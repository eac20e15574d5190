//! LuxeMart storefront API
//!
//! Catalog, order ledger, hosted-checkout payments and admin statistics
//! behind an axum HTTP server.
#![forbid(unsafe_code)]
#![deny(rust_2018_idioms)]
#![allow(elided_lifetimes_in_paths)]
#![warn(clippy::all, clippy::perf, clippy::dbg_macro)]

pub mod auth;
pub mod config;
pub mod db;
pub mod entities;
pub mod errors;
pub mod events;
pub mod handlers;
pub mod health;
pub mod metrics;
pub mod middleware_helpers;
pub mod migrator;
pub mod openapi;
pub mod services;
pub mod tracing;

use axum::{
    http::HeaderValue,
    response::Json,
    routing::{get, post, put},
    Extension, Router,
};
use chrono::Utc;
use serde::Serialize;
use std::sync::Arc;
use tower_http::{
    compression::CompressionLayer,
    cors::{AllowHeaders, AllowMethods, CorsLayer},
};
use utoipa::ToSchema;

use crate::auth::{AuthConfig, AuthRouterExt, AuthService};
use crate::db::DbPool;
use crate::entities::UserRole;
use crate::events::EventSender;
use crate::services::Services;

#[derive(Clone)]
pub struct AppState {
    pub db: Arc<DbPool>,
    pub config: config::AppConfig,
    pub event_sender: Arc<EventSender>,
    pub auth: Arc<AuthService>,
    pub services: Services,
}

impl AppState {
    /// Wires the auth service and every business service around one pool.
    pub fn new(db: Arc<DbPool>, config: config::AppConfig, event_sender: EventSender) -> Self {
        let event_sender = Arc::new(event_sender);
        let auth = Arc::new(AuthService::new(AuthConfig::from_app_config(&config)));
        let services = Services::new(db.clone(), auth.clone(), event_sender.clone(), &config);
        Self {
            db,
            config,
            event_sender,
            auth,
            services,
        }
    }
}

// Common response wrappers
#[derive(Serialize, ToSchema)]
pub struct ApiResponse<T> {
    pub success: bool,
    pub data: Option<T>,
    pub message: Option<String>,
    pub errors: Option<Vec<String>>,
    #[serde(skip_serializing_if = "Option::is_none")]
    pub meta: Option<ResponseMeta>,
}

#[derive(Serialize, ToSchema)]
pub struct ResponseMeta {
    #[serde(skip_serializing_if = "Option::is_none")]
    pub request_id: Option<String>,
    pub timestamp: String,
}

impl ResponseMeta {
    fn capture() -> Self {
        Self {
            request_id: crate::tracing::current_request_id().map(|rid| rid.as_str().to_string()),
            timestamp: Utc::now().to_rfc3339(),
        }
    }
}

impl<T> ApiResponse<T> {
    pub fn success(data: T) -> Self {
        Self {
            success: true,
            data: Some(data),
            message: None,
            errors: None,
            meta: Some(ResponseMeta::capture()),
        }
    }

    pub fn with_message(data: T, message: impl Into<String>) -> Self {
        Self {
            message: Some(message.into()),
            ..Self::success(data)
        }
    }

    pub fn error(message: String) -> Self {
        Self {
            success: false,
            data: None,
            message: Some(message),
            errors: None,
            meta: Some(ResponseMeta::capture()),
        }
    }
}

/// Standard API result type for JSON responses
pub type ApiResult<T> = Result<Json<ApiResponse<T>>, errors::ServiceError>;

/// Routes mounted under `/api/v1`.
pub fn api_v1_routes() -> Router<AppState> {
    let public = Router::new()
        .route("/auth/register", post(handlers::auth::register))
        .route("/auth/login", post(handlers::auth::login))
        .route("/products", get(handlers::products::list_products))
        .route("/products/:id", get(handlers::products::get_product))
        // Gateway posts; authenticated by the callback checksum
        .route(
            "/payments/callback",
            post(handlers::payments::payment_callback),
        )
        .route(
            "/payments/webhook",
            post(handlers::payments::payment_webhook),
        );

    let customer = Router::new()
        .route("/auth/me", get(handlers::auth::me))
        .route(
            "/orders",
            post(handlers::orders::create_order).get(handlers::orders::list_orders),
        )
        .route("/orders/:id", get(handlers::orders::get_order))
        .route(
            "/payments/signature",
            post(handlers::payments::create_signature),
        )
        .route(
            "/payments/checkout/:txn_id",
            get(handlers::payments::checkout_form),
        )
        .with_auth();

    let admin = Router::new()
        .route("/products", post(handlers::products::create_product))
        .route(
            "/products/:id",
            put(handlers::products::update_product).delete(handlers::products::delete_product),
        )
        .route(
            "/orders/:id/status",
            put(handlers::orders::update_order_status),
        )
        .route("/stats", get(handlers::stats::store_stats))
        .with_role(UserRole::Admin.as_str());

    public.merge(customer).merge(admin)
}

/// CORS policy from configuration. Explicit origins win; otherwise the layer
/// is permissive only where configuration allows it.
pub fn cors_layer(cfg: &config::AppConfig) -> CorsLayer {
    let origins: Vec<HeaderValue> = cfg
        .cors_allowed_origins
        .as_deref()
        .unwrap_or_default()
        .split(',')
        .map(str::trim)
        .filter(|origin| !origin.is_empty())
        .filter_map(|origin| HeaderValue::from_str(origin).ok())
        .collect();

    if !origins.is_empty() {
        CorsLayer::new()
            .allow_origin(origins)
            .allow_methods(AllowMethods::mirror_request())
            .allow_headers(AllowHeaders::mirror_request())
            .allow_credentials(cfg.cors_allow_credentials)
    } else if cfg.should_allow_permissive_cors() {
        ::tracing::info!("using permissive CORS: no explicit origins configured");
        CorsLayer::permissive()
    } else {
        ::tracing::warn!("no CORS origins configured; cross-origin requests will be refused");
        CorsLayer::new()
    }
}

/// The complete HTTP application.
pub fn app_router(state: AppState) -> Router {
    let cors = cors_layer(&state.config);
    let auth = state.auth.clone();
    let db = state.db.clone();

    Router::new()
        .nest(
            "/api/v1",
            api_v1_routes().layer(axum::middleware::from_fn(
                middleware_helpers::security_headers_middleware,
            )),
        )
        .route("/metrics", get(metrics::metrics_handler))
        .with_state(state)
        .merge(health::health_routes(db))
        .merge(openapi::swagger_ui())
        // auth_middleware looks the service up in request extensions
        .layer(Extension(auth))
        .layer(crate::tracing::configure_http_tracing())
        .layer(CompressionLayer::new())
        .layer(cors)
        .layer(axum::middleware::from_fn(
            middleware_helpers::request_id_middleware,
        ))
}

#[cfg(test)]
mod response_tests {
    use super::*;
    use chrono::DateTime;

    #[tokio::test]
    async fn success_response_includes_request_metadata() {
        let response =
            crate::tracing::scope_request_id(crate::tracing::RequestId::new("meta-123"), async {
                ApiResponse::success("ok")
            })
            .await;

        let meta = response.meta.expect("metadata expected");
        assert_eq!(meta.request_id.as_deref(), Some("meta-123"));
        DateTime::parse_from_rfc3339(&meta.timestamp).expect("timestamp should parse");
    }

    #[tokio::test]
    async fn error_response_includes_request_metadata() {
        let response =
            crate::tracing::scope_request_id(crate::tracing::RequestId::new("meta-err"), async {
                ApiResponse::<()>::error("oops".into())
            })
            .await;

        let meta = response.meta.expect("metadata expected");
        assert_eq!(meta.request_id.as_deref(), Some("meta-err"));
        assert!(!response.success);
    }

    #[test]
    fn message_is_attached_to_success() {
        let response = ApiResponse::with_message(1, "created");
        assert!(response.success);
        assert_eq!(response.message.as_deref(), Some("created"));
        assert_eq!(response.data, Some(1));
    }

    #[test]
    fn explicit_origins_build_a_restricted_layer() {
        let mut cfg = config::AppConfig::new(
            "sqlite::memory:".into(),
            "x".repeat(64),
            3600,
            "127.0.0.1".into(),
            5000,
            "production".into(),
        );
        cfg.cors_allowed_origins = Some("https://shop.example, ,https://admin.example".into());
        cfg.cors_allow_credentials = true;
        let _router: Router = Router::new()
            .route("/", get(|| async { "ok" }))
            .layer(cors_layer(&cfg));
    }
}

--------------------------------

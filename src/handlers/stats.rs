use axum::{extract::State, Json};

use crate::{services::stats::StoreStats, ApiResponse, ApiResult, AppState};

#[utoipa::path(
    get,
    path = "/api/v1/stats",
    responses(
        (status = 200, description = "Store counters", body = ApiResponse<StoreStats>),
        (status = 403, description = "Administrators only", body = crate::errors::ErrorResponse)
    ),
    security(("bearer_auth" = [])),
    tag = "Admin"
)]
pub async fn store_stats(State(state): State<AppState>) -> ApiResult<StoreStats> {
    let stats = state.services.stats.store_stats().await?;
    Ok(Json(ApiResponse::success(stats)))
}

--------------------------------

Work request: Establish how many lines of the data above contain "products". State that number and no more.

Answer to the exercise: 5